Sclerotherapy | This therapy is used to eliminate varicose veins and spider veins. It involves an injection of a solution (generally a salt solution) directly into the vein. The solution irritates the lining of the blood vessel, causing the vein to scar, which forces blood to reroute through healthier veins. The collapsed vein is reabsorbed into local tissue and eventually fades. The results of sclerotherapy are generally thought to be superior to those of laser therapy. However, the outcome depends upon the diameter of the vein being treated, the presence of reticular or spider veins, and skin type or shade.
Ablation therapy | The choice of ablation method for varicose veins depends on the size of the varicose veins, their location, and the presence or absence of venous reflux. This procedure uses laser or high-frequency radio waves to produce heat in one spot in the target vein, causing it to close.
Treatment for spider veins (telangiectasias) with NO symptoms | People with spider veins as their only manifestation of chronic venous disease often find the cosmetic appearance of their veins distressing. Such veins can be treated (with laser therapy or sclerotherapy) without further diagnostic studies. However, such treatment does not prevent the future development of venous reflux or venous disease. Sclerotherapy and surface laser therapy of spider veins are generally considered cosmetic treatments, and typically, several treatment sessions are required. The presence of spider veins on the medial portion of the ankle is often an indicator of saphenous vein insufficiency in that extremity.

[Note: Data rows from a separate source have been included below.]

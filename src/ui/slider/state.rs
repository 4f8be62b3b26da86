// SPDX-License-Identifier: MPL-2.0
//! Slider orchestration without any toolkit types.
//!
//! [`SliderState`] owns the page sequence, the drag gesture, the load
//! frontier, the move throttle and the failure latch. Input handlers return
//! the batch to load, if any; the caller runs it and feeds the result back
//! through [`SliderState::apply_loaded`].

use crate::config::SliderConfig;
use crate::config::defaults::{
    DEFAULT_INITIAL_BATCH, DEFAULT_MOVE_THROTTLE_MS, DEFAULT_TOUCH_ENABLED,
};
use crate::domain::slider::{PageSet, ScrollRange, SurfaceSize};
use crate::error::LoadError;
use crate::media::{ImageData, LoadRequest};
use crate::ui::compositor;
use crate::ui::state::{next_page_to_load, DragState, LoadFrontier, MoveThrottle};
use std::sync::atomic::{AtomicU64, Ordering};
use std::time::{Duration, Instant};
use tiny_skia::Pixmap;

/// Behaviour knobs of one slider instance.
#[derive(Debug, Clone, Copy, PartialEq, Eq)]
pub struct SliderSettings {
    /// Pages requested at mount.
    pub initial_batch: usize,
    /// Minimum interval between two dispatched moves.
    pub move_throttle: Duration,
    /// Whether touch input is listened to.
    pub touch_enabled: bool,
}

impl Default for SliderSettings {
    fn default() -> Self {
        Self {
            initial_batch: DEFAULT_INITIAL_BATCH,
            move_throttle: Duration::from_millis(DEFAULT_MOVE_THROTTLE_MS),
            touch_enabled: DEFAULT_TOUCH_ENABLED,
        }
    }
}

impl From<&SliderConfig> for SliderSettings {
    fn from(config: &SliderConfig) -> Self {
        Self {
            initial_batch: config.initial_batch(),
            move_throttle: config.move_throttle(),
            touch_enabled: config.touch_enabled(),
        }
    }
}

/// What a load result did to the slider.
#[derive(Debug, Clone, PartialEq)]
pub enum Outcome {
    /// Newly visible pages, the frame must be redrawn.
    Repaint,
    /// Nothing visible changed, or the result was stale.
    Ignored,
    /// The batch failed; raise this to the error boundary.
    Failed(LoadError),
}

/// What the surface should currently display.
#[derive(Debug, Clone, Copy, PartialEq, Eq)]
pub enum ViewState {
    /// No page loaded yet.
    Placeholder,
    /// At least one page can be painted and input is live.
    Ready,
    /// A load failed; input is ignored until the failure is cleared.
    Failed,
}

static NEXT_SESSION: AtomicU64 = AtomicU64::new(1);

/// One mounted slider.
#[derive(Debug)]
pub struct SliderState {
    session: u64,
    pages: PageSet<ImageData>,
    size: SurfaceSize,
    range: ScrollRange,
    drag: DragState,
    frontier: LoadFrontier,
    throttle: MoveThrottle,
    settings: SliderSettings,
    failure: Option<LoadError>,
    mounted: bool,
    torn_down: bool,
    frame: Option<Pixmap>,
    dirty: bool,
}

impl SliderState {
    #[must_use]
    pub fn new(identifiers: Vec<String>, size: SurfaceSize, settings: SliderSettings) -> Self {
        let pages = PageSet::new(identifiers);
        let range = ScrollRange::new(pages.len(), size.width_f32());
        let initial = settings.initial_batch.max(1).min(pages.len());
        Self {
            session: NEXT_SESSION.fetch_add(1, Ordering::Relaxed),
            pages,
            size,
            range,
            drag: DragState::default(),
            frontier: LoadFrontier::new(initial),
            throttle: MoveThrottle::new(settings.move_throttle),
            settings,
            failure: None,
            mounted: false,
            torn_down: false,
            frame: None,
            dirty: true,
        }
    }

    /// Issues the initial batch. Only the first call does anything.
    pub fn mount(&mut self) -> Option<LoadRequest> {
        if self.mounted || self.torn_down {
            return None;
        }
        self.mounted = true;

        if self.pages.is_empty() {
            log::warn!("slider {} mounted without pages", self.session);
            return None;
        }
        let to = self.frontier.requested();
        if !self.pages.mark_pending(0..to) {
            return None;
        }
        log::debug!(
            "slider {} mounted with {} page(s), loading 0..{to}",
            self.session,
            self.pages.len()
        );
        Some(self.request(0, to))
    }

    /// Starts a gesture. Ignored unless the surface is ready.
    pub fn press(&mut self, x: f32, on_surface: bool) -> bool {
        if !self.accepts_input() {
            return false;
        }
        self.throttle.reset();
        self.drag.press(x, on_surface)
    }

    /// Applies a move immediately, bypassing the throttle.
    pub fn drag_to(&mut self, x: f32) -> Option<LoadRequest> {
        if !self.accepts_input() {
            return None;
        }
        let previous = self.drag.offset();
        let offset = self.drag.drag_to(x, &self.range)?;
        if offset.to_bits() != previous.to_bits() {
            self.dirty = true;
        }
        self.evaluate_load(offset)
    }

    /// Offers a raw move to the throttle; dispatches it if the interval
    /// has passed, otherwise holds it back.
    pub fn offer_move(&mut self, x: f32, now: Instant) -> Option<LoadRequest> {
        if !self.drag.is_dragging() {
            return None;
        }
        let x = self.throttle.offer(x, now)?;
        self.drag_to(x)
    }

    /// Dispatches a held-back move once its interval has passed.
    pub fn poll_throttle(&mut self, now: Instant) -> Option<LoadRequest> {
        let x = self.throttle.poll(now)?;
        self.drag_to(x)
    }

    #[must_use]
    pub fn has_pending_move(&self) -> bool {
        self.throttle.has_pending()
    }

    /// Ends the gesture at `x`.
    ///
    /// A held-back move is applied first so the progressive-load policy sees
    /// it before the final offset is committed.
    pub fn release(&mut self, x: f32) -> Option<LoadRequest> {
        let request = self.throttle.flush().and_then(|pending| self.drag_to(pending));
        self.throttle.reset();

        let previous = self.drag.offset();
        if let Some(offset) = self.drag.release(x, &self.range) {
            if offset.to_bits() != previous.to_bits() {
                self.dirty = true;
            }
        }
        request
    }

    /// Drops the active gesture without committing it.
    pub fn cancel_gesture(&mut self) {
        self.throttle.reset();
        if self.drag.is_dragging() {
            self.drag.cancel();
            self.dirty = true;
        }
    }

    /// Merges the result of `request` into the page sequence.
    pub fn apply_loaded(
        &mut self,
        request: &LoadRequest,
        result: Result<Vec<ImageData>, LoadError>,
    ) -> Outcome {
        if self.torn_down || request.session != self.session {
            log::debug!(
                "discarding stale result for pages {}..{} (session {})",
                request.from,
                request.to,
                request.session
            );
            return Outcome::Ignored;
        }
        if self.failure.is_some() {
            return Outcome::Ignored;
        }

        match result {
            Ok(images) => {
                let visible_before = self.pages.loaded_count();
                self.pages.resolve(request.from, images);
                if self.pages.loaded_count() == visible_before {
                    return Outcome::Ignored;
                }
                self.dirty = true;
                Outcome::Repaint
            }
            Err(err) => {
                self.pages.fail(request.range());
                self.drag.cancel();
                self.throttle.reset();
                log::error!("slider {} failed to load: {err}", self.session);
                self.failure = Some(err.clone());
                Outcome::Failed(err)
            }
        }
    }

    /// Lets the slider issue requests again after a failure was handled.
    pub fn clear_failure(&mut self) {
        self.failure = None;
    }

    /// Stops input and drops any result that arrives later.
    pub fn teardown(&mut self) {
        if self.torn_down {
            return;
        }
        self.torn_down = true;
        self.drag.cancel();
        self.throttle.reset();
        self.frame = None;
        log::debug!("slider {} torn down", self.session);
    }

    #[must_use]
    pub fn view_state(&self) -> ViewState {
        if self.failure.is_some() {
            ViewState::Failed
        } else if self.pages.loaded_count() == 0 || self.torn_down {
            ViewState::Placeholder
        } else {
            ViewState::Ready
        }
    }

    /// The composited surface, repainted only when the offset or the
    /// visible pages changed since the last call.
    pub fn frame(&mut self) -> Option<&Pixmap> {
        if self.torn_down || self.pages.loaded_count() == 0 {
            return None;
        }
        if self.dirty || self.frame.is_none() {
            self.frame = compositor::render(
                self.size,
                &self.pages.loaded_prefix(),
                self.drag.offset(),
            );
            self.dirty = false;
        }
        self.frame.as_ref()
    }

    #[must_use]
    pub fn is_dirty(&self) -> bool {
        self.dirty
    }

    #[must_use]
    pub fn session(&self) -> u64 {
        self.session
    }

    #[must_use]
    pub fn identifiers(&self) -> Vec<String> {
        self.pages.identifiers()
    }

    #[must_use]
    pub fn size(&self) -> SurfaceSize {
        self.size
    }

    #[must_use]
    pub fn range(&self) -> ScrollRange {
        self.range
    }

    #[must_use]
    pub fn settings(&self) -> SliderSettings {
        self.settings
    }

    #[must_use]
    pub fn offset(&self) -> f32 {
        self.drag.offset()
    }

    #[must_use]
    pub fn committed_offset(&self) -> f32 {
        self.drag.committed_offset()
    }

    #[must_use]
    pub fn is_dragging(&self) -> bool {
        self.drag.is_dragging()
    }

    #[must_use]
    pub fn page_count(&self) -> usize {
        self.pages.len()
    }

    /// Pages visible in order from the first one.
    #[must_use]
    pub fn loaded_count(&self) -> usize {
        self.pages.loaded_count()
    }

    #[must_use]
    pub fn requested_count(&self) -> usize {
        self.pages.requested_count()
    }

    #[must_use]
    pub fn failure(&self) -> Option<&LoadError> {
        self.failure.as_ref()
    }

    fn accepts_input(&self) -> bool {
        self.view_state() == ViewState::Ready
    }

    fn evaluate_load(&mut self, offset: f32) -> Option<LoadRequest> {
        if self.failure.is_some() {
            return None;
        }
        let page = next_page_to_load(&mut self.frontier, offset, &self.range, self.pages.len())?;
        if !self.pages.mark_pending(page..page + 1) {
            return None;
        }
        Some(self.request(page, page + 1))
    }

    fn request(&self, from: usize, to: usize) -> LoadRequest {
        LoadRequest {
            session: self.session,
            from,
            to,
        }
    }
}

Treatment for venous reflux | In this case, there is an increased risk for recurrence of dilated veins. Venous reflux should be treated before treating spider veins (telangiectasias). Delaying the treatment of these smaller veins will minimize the number of veins that need treatment. Residual spider veins after successful treatment of venous reflux are also candidates for sclerotherapy or surface laser therapy.
Treatment for varicose veins | Varicose veins are veins that have stretched and dilated to 3 mm or greater in diameter. Patients with varivose veins (or varicosities) without reflux are typically treated with sclerotherapy or surgical excision, depending on the size, location, and number of veins involved. Adhesive agents like Venaseal are also approved for venous ablation. Residual or recurrent varicosities after saphenous ablation are treated in the same manner. Complications of varicose vein ablation are bleeding and superficial vein thrombosis; these complications are uncommon but may require immediate attention, possibly including surgical treatment.
Fewer than 1 in 10 people need surgery. The surgical options are:
Vein ligation and stripping | A procedure where a vascular surgeon cuts and ties off the problematic vein.
Ambulatory phlebectomy | A minimally invasive procedure performed through a small incision or needle puncture, using a hook to remove the vein.
Vein bypass | A surgery reserved for the most severe cases. A healthy vein from another part of your body is transplanted to reroute the blood around the affected vein.
Today, with several available procedure options of varying success rates, tolerability, and recuperation time, a consultation with a vein specialist is recommended.